How “Short Account History” Affects Your FICO Score

How “Short Account History” Affects Your FICO Score article image.

When you view your FICO® Score from Experian, you may see "short account history" listed as a factor that's hurting your score. Here's what that means, and what you can (and cannot) do to improve it.

About Risk Factors

"Short account history" is one of more than 100 possible risk factors that might be included with your FICO® Score to help explain what's impacting your credit score.

When you check your free FICO® Score 8 through Experian, you'll see a list of both positive and negative factors. Your Score Profile may list up to four top factors that are helping your score and up to four top factors that are hurting your credit score.

How Short Account History Affects Your FICO® Score

If "short account history" is a top factor influencing your FICO® Score, it will appear in the list of items hurting your score. That risk factor means the length of your credit history—one of the five major factors influencing your FICO® Scores—is holding your score back.

The FICO® Score uses the length of your credit history, which FICO sometimes calls "age of accounts," as a measure of your experience as a credit user. Credit scoring models reflect the historical trend that borrowers with more experience managing credit accounts tend to be more reliable about repaying debts than those with limited credit histories. Therefore, a longer credit history tends to bring higher credit scores, and seeing the "short account history" risk factor indicates your limited credit experience is potentially hurting your scores.

The good news is that the length of your credit history is responsible for only about 15% of your FICO® Score. If it's the most significant negative influence on your score, then there's relatively little wrong with your credit report. You'd potentially be in far worse shape if you had major issues with your payment history, which is responsible for about 35% of your FICO® Score, or with the amounts you owe on your accounts, which makes up about 30% of your score.

The not-so-good news is that there's not much you can do to improve the length of your credit history beyond being patient. If you bide your time while avoiding credit missteps, the length of your credit history will eventually become an asset and start to influence your credit scores for the better.

You obviously can't simply fast-forward time to lengthen your credit history, but there are some steps you can take to bring some improvement to that credit score factor:

  • Become an authorized user. Consider asking someone you know to become an authorized user on one of their longstanding credit card accounts. As long as the card issuer reports authorized users' credit information to the national credit bureaus (Experian, TransUnion and Equifax), you'll benefit from the primary cardholder's credit history length.
  • Think twice about closing your existing credit card accounts. Closing an account has no immediate impact on the length of your credit history because closed accounts stay on your credit report for up to 10 years. By the time the account is removed from your credit and no longer has any effect on your scores, you'll have another decade of credit history under your belt. Of course, losing your oldest account could still have some adverse impact on your length of credit history. More important is the effect closing an account can have on your credit utilization, since you'll immediately lose the account's credit limit. Closing a credit card could cause your utilization ratio to spike if you're carrying balances on your remaining accounts.
  • Avoid opening new accounts. The average age of your accounts is also a score factor. Having older accounts on your credit report brings up the average age of your accounts, and new accounts bring them down. If you're focusing on improving the length of your credit history, opening new accounts can work against you. One exception, however, is if you have very few accounts in your credit history. Opening new accounts is a good way to improve your credit if you have what's considered a "thin" credit file.

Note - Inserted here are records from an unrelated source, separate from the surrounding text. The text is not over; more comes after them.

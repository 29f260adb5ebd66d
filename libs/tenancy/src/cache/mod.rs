//! Cache resource manager and the tenant-aware helper built on it.
//!
//! [`CacheManager`] owns one client per pre-declared tenant plus a default
//! client, all opened and probed at construction. [`CacheHelper`] resolves the
//! client and the key prefix from a [`TenantCtx`](crate::TenantCtx) on every call.

mod helper;
mod manager;
mod value;

pub use helper::{CacheHelper, ScoredMember};
pub use manager::{CacheClient, CacheManager};
pub use value::{CacheValue, Json};
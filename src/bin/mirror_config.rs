//! CLI tool for inspecting a MiniMirror configuration
//!
//! Usage:
//!   minimirror-config [config options] check [--json]
//!   minimirror-config [config options] rewrite [--host <host> | --external] [FILE]

use anyhow::{anyhow, Context, Result};
use bytes::Bytes;
use clap::{Parser, Subcommand};
use hyper::header::{HeaderMap, HeaderValue};
use hyper::Uri;
use minimirror::{BodyRewriter, ConfigStore, MirrorConfig, Settings, TargetConfig};
use std::io::{Read, Write};
use std::path::PathBuf;

/// CLI tool for checking configuration and previewing body rewrites
#[derive(Parser, Debug)]
#[command(name = "minimirror-config")]
#[command(author = "MiniMirror Contributors")]
#[command(version = "1.0.0")]
#[command(about = "Inspect MiniMirror configuration")]
struct Args {
    #[command(flatten)]
    settings: Settings,

    #[command(subcommand)]
    command: Commands,
}

#[derive(Subcommand, Debug)]
enum Commands {
    /// Validate the configuration and list targets
    Check {
        /// Output as JSON
        #[arg(long)]
        json: bool,
    },

    /// Rewrite a body the way the proxy would, printing the result
    Rewrite {
        /// Tenant host to rewrite for (multi-tenant mode)
        #[arg(long, conflicts_with = "external")]
        host: Option<String>,

        /// Rewrite as a body fetched through the external route
        #[arg(long)]
        external: bool,

        /// Input file, stdin when omitted
        file: Option<PathBuf>,
    },
}

fn main() -> Result<()> {
    let args = Args::parse();

    let config = MirrorConfig::from_settings(&args.settings).context("Invalid configuration")?;

    match args.command {
        Commands::Check { json } => {
            if json {
                println!("{}", serde_json::to_string_pretty(&config_json(&config))?);
            } else {
                print_config(&config);
            }
        }

        Commands::Rewrite {
            host,
            external,
            file,
        } => {
            let target = select_target(&config, host.as_deref(), external)?;
            let rewriter = BodyRewriter::new(&config.replace_rules, [&target])?;

            let body = match file {
                Some(path) => std::fs::read(&path)
                    .with_context(|| format!("Failed to read {}", path.display()))?,
                None => {
                    let mut buf = Vec::new();
                    std::io::stdin().read_to_end(&mut buf)?;
                    buf
                }
            };

            let rewritten = rewriter.rewrite(Bytes::from(body), &target);
            std::io::stdout().write_all(&rewritten)?;
        }
    }

    Ok(())
}

fn select_target(config: &MirrorConfig, host: Option<&str>, external: bool) -> Result<TargetConfig> {
    if external {
        return Ok(config.store.external_target().cloned().unwrap_or_default());
    }

    match (&config.store, host) {
        (ConfigStore::Single(target), _) => Ok(target.clone()),
        (ConfigStore::Multi(table), Some(host)) => {
            let mut headers = HeaderMap::new();
            headers.insert(table.host_header().clone(), HeaderValue::from_str(host)?);
            let target = config
                .store
                .resolve(&headers, &Uri::from_static("/"))
                .map_err(|e| anyhow!("{}: {}", host, e))?;
            Ok(target.clone())
        }
        (ConfigStore::Multi(_), None) => Err(anyhow!("--host or --external is required in multi-tenant mode")),
    }
}

fn target_json(target: &TargetConfig) -> serde_json::Value {
    serde_json::json!({
        "domain": target.domain,
        "target": target.origin(),
        "secondary_domains": target.secondary_domains,
    })
}

fn config_json(config: &MirrorConfig) -> serde_json::Value {
    let targets = match &config.store {
        ConfigStore::Single(target) => serde_json::json!({ "*": target_json(target) }),
        ConfigStore::Multi(table) => table
            .tenants()
            .into_iter()
            .map(|(host, target)| (host.to_string(), target_json(target)))
            .collect::<serde_json::Map<_, _>>()
            .into(),
    };

    let (host_header, external_key) = match &config.store {
        ConfigStore::Single(_) => (None, None),
        ConfigStore::Multi(table) => (Some(table.host_header().as_str()), table.external_key()),
    };

    serde_json::json!({
        "mode": config.store.mode(),
        "port": config.port,
        "marker_header": config.marker_header.as_str(),
        "upstream_timeout_secs": config.upstream_timeout.as_secs(),
        "host_header": host_header,
        "external_config_key": external_key,
        "replace_rules": config.replace_rules.len(),
        "targets": targets,
    })
}

fn print_config(config: &MirrorConfig) {
    println!("Mode:             {}", config.store.mode());
    println!("Port:             {}", config.port);
    println!("Marker header:    {}", config.marker_header);
    println!("Upstream timeout: {}s", config.upstream_timeout.as_secs());
    println!("Replace rules:    {}", config.replace_rules.len());

    match &config.store {
        ConfigStore::Single(target) => {
            println!();
            print_target(target);
        }
        ConfigStore::Multi(table) => {
            println!("Host header:      {}", table.host_header());
            println!(
                "External key:     {}",
                table.external_key().unwrap_or("(none)")
            );
            println!();
            println!("{:<30} {:<40} {:<40}", "HOST", "DOMAIN", "TARGET");
            println!("{}", "-".repeat(110));

            let tenants = table.tenants();
            for (host, target) in &tenants {
                println!("{:<30} {:<40} {:<40}", host, target.domain, target.origin());
                for domain in &target.secondary_domains {
                    println!("{:<30}   secondary: {}", "", domain);
                }
            }

            println!("\nTotal: {} tenant(s)", tenants.len());
        }
    }
}

fn print_target(target: &TargetConfig) {
    println!("  Domain:     {}", target.domain);
    println!("  Target:     {}", target.origin());
    for domain in &target.secondary_domains {
        println!("  Secondary:  {}", domain);
    }
}
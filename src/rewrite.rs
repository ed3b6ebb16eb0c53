//! Response body rewriting
//!
//! Bodies go through three stages, always in this order:
//! 1. literal replace rules, folded in configured order
//! 2. `<domain>/` becomes `/`, so primary links resolve against the proxy
//! 3. every secondary domain becomes a link to the external mirroring path
//!
//! All stages are plain byte replacements. Bodies do not need to be UTF-8.

use crate::config::{ReplaceRule, TargetConfig};
use aho_corasick::{AhoCorasick, BuildError, MatchKind};
use bytes::Bytes;
use std::collections::HashMap;
use std::sync::Arc;
use tracing::debug;

/// Reserved route mirroring an arbitrary URL
pub const EXTERNAL_PATH: &str = "/_EXTERNAL_";

/// Query parameter carrying the destination of the external route
pub const EXTERNAL_URL_PARAM: &str = "EXTERNAL_URL";

#[derive(Debug)]
struct CompiledRule {
    matcher: AhoCorasick,
    replacement: Vec<u8>,
}

impl CompiledRule {
    fn new(needle: &[u8], replacement: &[u8]) -> Result<Self, BuildError> {
        let matcher = AhoCorasick::builder()
            .match_kind(MatchKind::LeftmostFirst)
            .build([needle])?;

        Ok(Self {
            matcher,
            replacement: replacement.to_vec(),
        })
    }

    /// Replace every non-overlapping occurrence, leftmost first.
    /// Returns the input untouched when nothing matches.
    fn apply(&self, body: Bytes) -> Bytes {
        if !self.matcher.is_match(body.as_ref()) {
            return body;
        }
        Bytes::from(self.matcher.replace_all_bytes(body.as_ref(), &[&self.replacement]))
    }
}

/// Domain stages compiled for one target
#[derive(Debug)]
pub struct TargetRewrite {
    primary: Option<CompiledRule>,
    secondary: Vec<CompiledRule>,
}

impl TargetRewrite {
    /// Empty domains are skipped.
    pub fn compile(target: &TargetConfig) -> Result<Self, BuildError> {
        let primary = if target.domain.is_empty() {
            None
        } else {
            Some(CompiledRule::new(format!("{}/", target.domain).as_bytes(), b"/")?)
        };

        let secondary = target
            .secondary_domains
            .iter()
            .filter(|domain| !domain.is_empty())
            .map(|domain| CompiledRule::new(domain.as_bytes(), external_link(domain).as_bytes()))
            .collect::<Result<Vec<_>, BuildError>>()?;

        Ok(Self { primary, secondary })
    }

    /// Stage 2: `<domain>/` -> `/`
    pub fn relativize_primary_domain(&self, body: Bytes) -> Bytes {
        match &self.primary {
            Some(rule) => rule.apply(body),
            None => body,
        }
    }

    /// Stage 3: `<d>` -> `/_EXTERNAL_?EXTERNAL_URL=<d>` for every secondary domain
    pub fn redirect_secondary_domains(&self, body: Bytes) -> Bytes {
        self.secondary.iter().fold(body, |body, rule| rule.apply(body))
    }
}

/// Applies the rewrite stages with a fixed set of replace rules and the
/// domain stages of every target it was built with
#[derive(Debug, Clone)]
pub struct BodyRewriter {
    rules: Arc<[CompiledRule]>,
    targets: Arc<HashMap<TargetConfig, TargetRewrite>>,
}

impl BodyRewriter {
    /// Compile the replace rules and the domain stages of `targets`.
    /// Rules with an empty `old` are ignored.
    pub fn new<'a>(
        rules: &[ReplaceRule],
        targets: impl IntoIterator<Item = &'a TargetConfig>,
    ) -> Result<Self, BuildError> {
        let compiled = rules
            .iter()
            .filter(|rule| !rule.old.is_empty())
            .map(|rule| CompiledRule::new(rule.old.as_bytes(), rule.new.as_bytes()))
            .collect::<Result<Vec<_>, BuildError>>()?;

        let mut stages = HashMap::new();
        for target in targets {
            if !stages.contains_key(target) {
                stages.insert(target.clone(), TargetRewrite::compile(target)?);
            }
        }

        Ok(Self {
            rules: compiled.into(),
            targets: Arc::new(stages),
        })
    }

    /// Run the whole pipeline for one target. A target the rewriter was not
    /// built with gets the literal stage only.
    pub fn rewrite(&self, body: Bytes, target: &TargetConfig) -> Bytes {
        let body = self.apply_replace_rules(body);

        match self.targets.get(target) {
            Some(stages) => {
                let body = stages.relativize_primary_domain(body);
                stages.redirect_secondary_domains(body)
            }
            None => {
                debug!(domain = %target.domain, "No domain rewrite compiled for target");
                body
            }
        }
    }

    /// Stage 1. A later rule sees the output of earlier ones.
    pub fn apply_replace_rules(&self, body: Bytes) -> Bytes {
        self.rules.iter().fold(body, |body, rule| rule.apply(body))
    }
}

/// Proxy-relative link that mirrors `destination` through the external path
pub fn external_link(destination: &str) -> String {
    format!("{}?{}={}", EXTERNAL_PATH, EXTERNAL_URL_PARAM, destination)
}
impl TargetConfig {
    /// Origin the inbound path is appended to
    pub fn origin(&self) -> &str {
        match self.endpoint.as_deref() {
            Some(endpoint) if !endpoint.is_empty() => endpoint,
            _ => &self.domain,
        }
    }

    /// Build the outbound URL for an inbound path
    pub fn url_for(&self, path: &str) -> String {
        format!("{}{}", self.origin(), path)
    }
}

fn nullable_list<'de, D>(deserializer: D) -> Result<Vec<String>, D::Error>
where
    D: Deserializer<'de>,
{
    Ok(Option::<Vec<String>>::deserialize(deserializer)?.unwrap_or_default())
}

/// Literal substitution applied to every mirrored body
#[derive(Debug, Clone, PartialEq, Eq, Deserialize)]
pub struct ReplaceRule {
    pub old: String,
    pub new: String,
}

impl ReplaceRule {
    pub fn new(old: impl Into<String>, new: impl Into<String>) -> Self {
        Self {
            old: old.into(),
            new: new.into(),
        }
    }
}

/// Per-host target table used in multi-tenant mode
#[derive(Debug, Clone)]
pub struct TenantTable {
    targets: HashMap<String, TargetConfig>,
    host_header: HeaderName,
    external_key: Option<String>,
}

impl TenantTable {
    pub fn new(
        targets: HashMap<String, TargetConfig>,
        host_header: HeaderName,
        external_key: Option<String>,
    ) -> Self {
        Self {
            targets,
            host_header,
            external_key,
        }
    }

    pub fn host_header(&self) -> &HeaderName {
        &self.host_header
    }

    pub fn external_key(&self) -> Option<&str> {
        self.external_key.as_deref()
    }

    pub fn get(&self, host: &str) -> Option<&TargetConfig> {
        self.targets.get(host)
    }

    /// Tenants sorted by host
    pub fn tenants(&self) -> Vec<(&str, &TargetConfig)> {
        let mut tenants: Vec<_> = self
            .targets
            .iter()
            .map(|(host, target)| (host.as_str(), target))
            .collect();
        tenants.sort_by(|a, b| a.0.cmp(b.0));
        tenants
    }

    /// Host identity of a request: the configured header, or the URI
    /// authority when the header is the standard `Host` and is absent
    fn host_identity<'a>(&self, headers: &'a HeaderMap, uri: &'a Uri) -> Option<&'a str> {
        let value = headers
            .get(&self.host_header)
            .and_then(|v| v.to_str().ok())
            .filter(|v| !v.is_empty());

        match value {
            Some(v) => Some(v),
            None if self.host_header == HOST => uri.authority().map(|a| a.as_str()),
            None => None,
        }
    }

    fn lookup(&self, host: &str) -> Option<&TargetConfig> {
        self.targets
            .get(host)
            .or_else(|| strip_port(host).and_then(|h| self.targets.get(h)))
    }
}
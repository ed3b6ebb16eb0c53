//! Mirror server
//! HTTP/1.1 accept loop with one task per connection and graceful shutdown

use crate::config::MirrorConfig;
use crate::engine::{HttpTransport, Transport};
use crate::error::ConfigError;
use crate::router::RequestRouter;
use anyhow::Result;
use hyper::server::conn::http1;
use hyper::service::service_fn;
use hyper_util::rt::TokioIo;
use hyper_util::server::graceful::GracefulShutdown;
use std::convert::Infallible;
use std::future::Future;
use std::net::SocketAddr;
use std::sync::Arc;
use tokio::net::{TcpListener, TcpStream};
use tracing::{debug, error, info};

/// Mirror server
pub struct MirrorServer {
    router: Arc<RequestRouter>,
}

impl MirrorServer {
    /// Create a server that mirrors over HTTP(S)
    pub fn new(config: MirrorConfig) -> Result<Self, ConfigError> {
        let transport = HttpTransport::new(config.upstream_timeout)?;
        Self::with_transport(config, Arc::new(transport))
    }

    /// Create a server with a custom outbound transport
    pub fn with_transport(
        config: MirrorConfig,
        transport: Arc<dyn Transport>,
    ) -> Result<Self, ConfigError> {
        let router = RequestRouter::new(Arc::new(config), transport)?;
        Ok(Self {
            router: Arc::new(router),
        })
    }

    /// Listen on the configured port until ctrl-c
    pub async fn run(self: Arc<Self>) -> Result<()> {
        let addr: SocketAddr = format!("0.0.0.0:{}", self.router.config().port).parse()?;
        let listener = TcpListener::bind(addr).await?;
        info!("HTTP server listening on {}", addr);

        self.serve(listener, shutdown_signal()).await
    }

    /// Serve connections from `listener` until `shutdown` resolves, then
    /// stop accepting and wait for in-flight connections to finish
    pub async fn serve<F>(self: Arc<Self>, listener: TcpListener, shutdown: F) -> Result<()>
    where
        F: Future<Output = ()>,
    {
        let graceful = GracefulShutdown::new();
        tokio::pin!(shutdown);

        loop {
            tokio::select! {
                accepted = listener.accept() => {
                    let (stream, remote_addr) = accepted?;
                    self.spawn_connection(stream, remote_addr, &graceful);
                }
                _ = &mut shutdown => {
                    info!("Gracefully shutting down...");
                    break;
                }
            }
        }

        drop(listener);
        graceful.shutdown().await;
        info!("All connections closed");

        Ok(())
    }

    /// Handle a single HTTP connection
    fn spawn_connection(&self, stream: TcpStream, remote_addr: SocketAddr, graceful: &GracefulShutdown) {
        let router = self.router.clone();
        let io = TokioIo::new(stream);

        let conn = http1::Builder::new()
            .preserve_header_case(true)
            .title_case_headers(false)
            .serve_connection(
                io,
                service_fn(move |req| {
                    let router = router.clone();
                    async move { Ok::<_, Infallible>(router.handle(req).await) }
                }),
            );
        let conn = graceful.watch(conn);

        tokio::spawn(async move {
            if let Err(e) = conn.await {
                debug!("HTTP connection error from {}: {}", remote_addr, e);
            }
        });
    }
}

/// Resolves on ctrl-c. If the signal handler cannot be installed, never resolves.
pub async fn shutdown_signal() {
    if let Err(e) = tokio::signal::ctrl_c().await {
        error!("Failed to listen for shutdown signal: {}", e);
        std::future::pending::<()>().await;
    }
    info!("Shutdown signal received");
}
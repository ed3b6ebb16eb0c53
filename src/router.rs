//! Request router
//! Picks the target for each inbound request and hands it to the engine

use crate::config::{MirrorConfig, TargetConfig};
use crate::engine::{MirrorEngine, MirrorRequest, Transport};
use crate::error::{ConfigError, RouteError};
use crate::response::{status_response, text_response, MirrorBody};
use crate::rewrite::{BodyRewriter, EXTERNAL_PATH};
use http_body_util::BodyExt;
use hyper::body::Body;
use hyper::http::request::Parts;
use hyper::{Method, Request, Response, StatusCode};
use std::fmt::Display;
use std::sync::Arc;
use tracing::{debug, error, info};

/// Liveness probe route
pub const CHECK_PATH: &str = "/check";

/// Rewrites with literal rules only
static EMPTY_TARGET: TargetConfig = TargetConfig {
    domain: String::new(),
    endpoint: None,
    secondary_domains: Vec::new(),
};

/// Which route a request took
#[derive(Debug, Clone, Copy, PartialEq, Eq)]
enum Route {
    Check,
    External,
    Internal,
}

impl Route {
    fn of(parts: &Parts) -> Self {
        let path = parts.uri.path();
        if path == CHECK_PATH && (parts.method == Method::GET || parts.method == Method::HEAD) {
            Route::Check
        } else if path == EXTERNAL_PATH {
            Route::External
        } else {
            Route::Internal
        }
    }
}

/// Entry point for every inbound request
pub struct RequestRouter {
    config: Arc<MirrorConfig>,
    engine: MirrorEngine,
}

impl RequestRouter {
    pub fn new(config: Arc<MirrorConfig>, transport: Arc<dyn Transport>) -> Result<Self, ConfigError> {
        let targets = config.store.targets().into_iter().chain([&EMPTY_TARGET]);
        let rewriter = BodyRewriter::new(&config.replace_rules, targets)?;
        let engine = MirrorEngine::new(transport, rewriter, config.marker_header.clone());

        Ok(Self { config, engine })
    }

    pub fn config(&self) -> &MirrorConfig {
        &self.config
    }

    /// Handle one inbound request
    pub async fn handle<B>(&self, req: Request<B>) -> Response<MirrorBody>
    where
        B: Body,
        B::Error: Display,
    {
        let (parts, body) = req.into_parts();
        let route = Route::of(&parts);

        debug!("{} {} -> {:?}", parts.method, parts.uri, route);

        let target = match route {
            Route::Check => return text_response(StatusCode::OK, "Ok"),
            Route::External => self.external_target(),
            Route::Internal => match self.config.store.resolve(&parts.headers, &parts.uri) {
                Ok(target) => target,
                Err(e) => return Self::route_error(e),
            },
        };

        let body = match body.collect().await {
            Ok(collected) => collected.to_bytes(),
            Err(e) => {
                error!("Failed to read request body: {}", e);
                return status_response(StatusCode::BAD_REQUEST);
            }
        };

        let request = MirrorRequest::from_parts(&parts, body);

        let url = match route {
            Route::External => match request.external_url.clone() {
                Some(url) => url,
                None => return Self::route_error(RouteError::MissingExternalUrl),
            },
            _ => target.url_for(&request.path),
        };

        self.engine.mirror(&url, &request, target).await
    }

    /// Target used to rewrite bodies fetched through the external path.
    /// In multi-tenant mode this is always the configured external tenant,
    /// whichever tenant's page linked to it.
    fn external_target(&self) -> &TargetConfig {
        self.config.store.external_target().unwrap_or(&EMPTY_TARGET)
    }

    fn route_error(e: RouteError) -> Response<MirrorBody> {
        match &e {
            RouteError::UnknownHost(host) => info!("Config for host {} not found", host),
            _ => debug!("Rejecting request: {}", e),
        }
        text_response(e.status(), &e.to_string())
    }
}
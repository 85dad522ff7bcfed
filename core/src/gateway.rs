use reqwest::header::{HeaderMap, HeaderValue, ACCEPT, CONTENT_TYPE};
use reqwest::{Client, Method, RequestBuilder, StatusCode};
use serde::Serialize;
use serde_json::Value;
use tokio_util::sync::CancellationToken;
use tracing::{debug, error, instrument, warn};

use crate::config::ClientConfig;
use crate::errors::{StorageError, TweeterError, TweeterResult};
use crate::result::CallFailure;
use crate::session::SessionStoreRef;

/// Successful response as seen by the gateway
#[derive(Debug, Clone, PartialEq)]
pub struct ApiResponse {
    pub status: StatusCode,
    /// Parsed JSON body, `None` when the body was empty
    pub body: Option<Value>,
}

/// Single egress point for calls to the remote API.
///
/// Every request built through the gateway carries the stored access token as
/// a bearer credential when one exists. Failures come back as [`CallFailure`]
/// for [`crate::result::handle_error`] to normalize.
#[derive(Debug, Clone)]
pub struct ApiGateway {
    client: Client,
    base_url: String,
    sessions: SessionStoreRef,
}

impl ApiGateway {
    /// Create a gateway from the client configuration and the session store it reads tokens from
    pub fn new(config: &ClientConfig, sessions: SessionStoreRef) -> TweeterResult<Self> {
        let base_url = config.api_url().trim_end_matches('/').to_string();
        if base_url.is_empty() {
            return Err(TweeterError::ConfigError(
                "API base address must not be empty".to_string(),
            ));
        }

        let mut headers = HeaderMap::new();
        headers.insert(ACCEPT, HeaderValue::from_static("application/json"));
        headers.insert(CONTENT_TYPE, HeaderValue::from_static("application/json"));

        let client = Client::builder()
            .default_headers(headers)
            .timeout(config.timeout())
            .cookie_store(config.with_credentials())
            .build()?;

        debug!(base_url = %base_url, timeout = ?config.timeout(), "Initialized API gateway");

        Ok(Self {
            client,
            base_url,
            sessions,
        })
    }

    pub fn base_url(&self) -> &str {
        &self.base_url
    }

    pub fn sessions(&self) -> &SessionStoreRef {
        &self.sessions
    }

    /// Absolute URL for an API path such as `/login/`
    pub fn url(&self, path: &str) -> String {
        format!("{}/{}", self.base_url, path.trim_start_matches('/'))
    }

    /// Build a request with the current access token attached.
    ///
    /// The token is read when the request is built, so it is always attached
    /// before dispatch. Without a stored token no Authorization header is set.
    /// A storage failure stops the request from being built.
    pub fn request(&self, method: Method, path: &str) -> Result<RequestBuilder, StorageError> {
        let builder = self.client.request(method, self.url(path));

        Ok(match self.sessions.access_token()? {
            Some(token) => builder.bearer_auth(token),
            None => builder,
        })
    }

    /// Send a request with an optional JSON body.
    ///
    /// Any non-2xx status is returned as [`CallFailure::Status`]. When `cancel`
    /// fires before the response resolves the call is dropped and reported as
    /// [`CallFailure::Canceled`].
    #[instrument(skip(self, method, body, cancel), fields(method = %method))]
    pub async fn call<T: Serialize + ?Sized>(
        &self,
        method: Method,
        path: &str,
        body: Option<&T>,
        cancel: Option<&CancellationToken>,
    ) -> Result<ApiResponse, CallFailure> {
        let mut builder = self.request(method, path).map_err(|e| {
            error!(error = %e, "Failed to read session while authorizing request");
            CallFailure::Storage(e.to_string())
        })?;
        if let Some(body) = body {
            builder = builder.json(body);
        }

        let result = match cancel {
            Some(token) => {
                tokio::select! {
                    biased;
                    _ = token.cancelled() => Err(CallFailure::Canceled),
                    result = Self::execute(builder) => result,
                }
            }
            None => Self::execute(builder).await,
        };

        match &result {
            Ok(response) => debug!(status = %response.status, "Request succeeded"),
            Err(CallFailure::Status { code, .. }) => warn!(code, "Request failed with status"),
            Err(failure) => warn!(?failure, "Request failed"),
        }
        result
    }

    pub async fn get(
        &self,
        path: &str,
        cancel: Option<&CancellationToken>,
    ) -> Result<ApiResponse, CallFailure> {
        self.call::<Value>(Method::GET, path, None, cancel).await
    }

    pub async fn post<T: Serialize + ?Sized>(
        &self,
        path: &str,
        body: &T,
        cancel: Option<&CancellationToken>,
    ) -> Result<ApiResponse, CallFailure> {
        self.call(Method::POST, path, Some(body), cancel).await
    }

    pub async fn patch<T: Serialize + ?Sized>(
        &self,
        path: &str,
        body: &T,
        cancel: Option<&CancellationToken>,
    ) -> Result<ApiResponse, CallFailure> {
        self.call(Method::PATCH, path, Some(body), cancel).await
    }

    async fn execute(builder: RequestBuilder) -> Result<ApiResponse, CallFailure> {
        let response = builder.send().await.map_err(classify)?;
        let status = response.status();
        let bytes = response.bytes().await.map_err(classify)?;
        let body = parse_body(&bytes);

        if status.is_success() {
            Ok(ApiResponse { status, body })
        } else {
            Err(CallFailure::Status {
                code: status.as_u16(),
                body,
            })
        }
    }
}

fn classify(e: reqwest::Error) -> CallFailure {
    if e.is_timeout() {
        CallFailure::TimedOut
    } else {
        CallFailure::Transport(e.to_string())
    }
}

/// Parse a response body as JSON. Non-JSON text is kept as a string value.
fn parse_body(bytes: &[u8]) -> Option<Value> {
    if bytes.iter().all(u8::is_ascii_whitespace) {
        return None;
    }
    match serde_json::from_slice(bytes) {
        Ok(value) => Some(value),
        Err(_) => Some(Value::String(String::from_utf8_lossy(bytes).into_owned())),
    }
}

Length of Credit History Calculations

The specific algorithms used to calculate your FICO® Score are trade secrets, but FICO has disclosed that they use three pieces of information available in your credit report to determine the length of your credit history:

  • The age of your oldest account: This is the number of months since the opening date of the oldest loan or credit card account that appears on your credit report. It doesn't matter if the account is open or closed.
  • The age of your youngest account: As you'd probably guess, this is the number of months since you opened your newest loan or credit card account.
  • The average age of accounts: This is calculated by determining the number of months since each of the accounts on your credit report was opened, adding them all up, and then dividing by the number of accounts you have.

The larger any of these amounts are, the more they will tend to drive up your credit score.

The Bottom Line

If a short account history is negatively influencing your FICO® Score, the main reason for it is that you haven't been using credit for very long. The best way to address that is to keep using credit, and using it wisely, so that eventually your FICO® Score will reflect your growing experience with prudent debt management.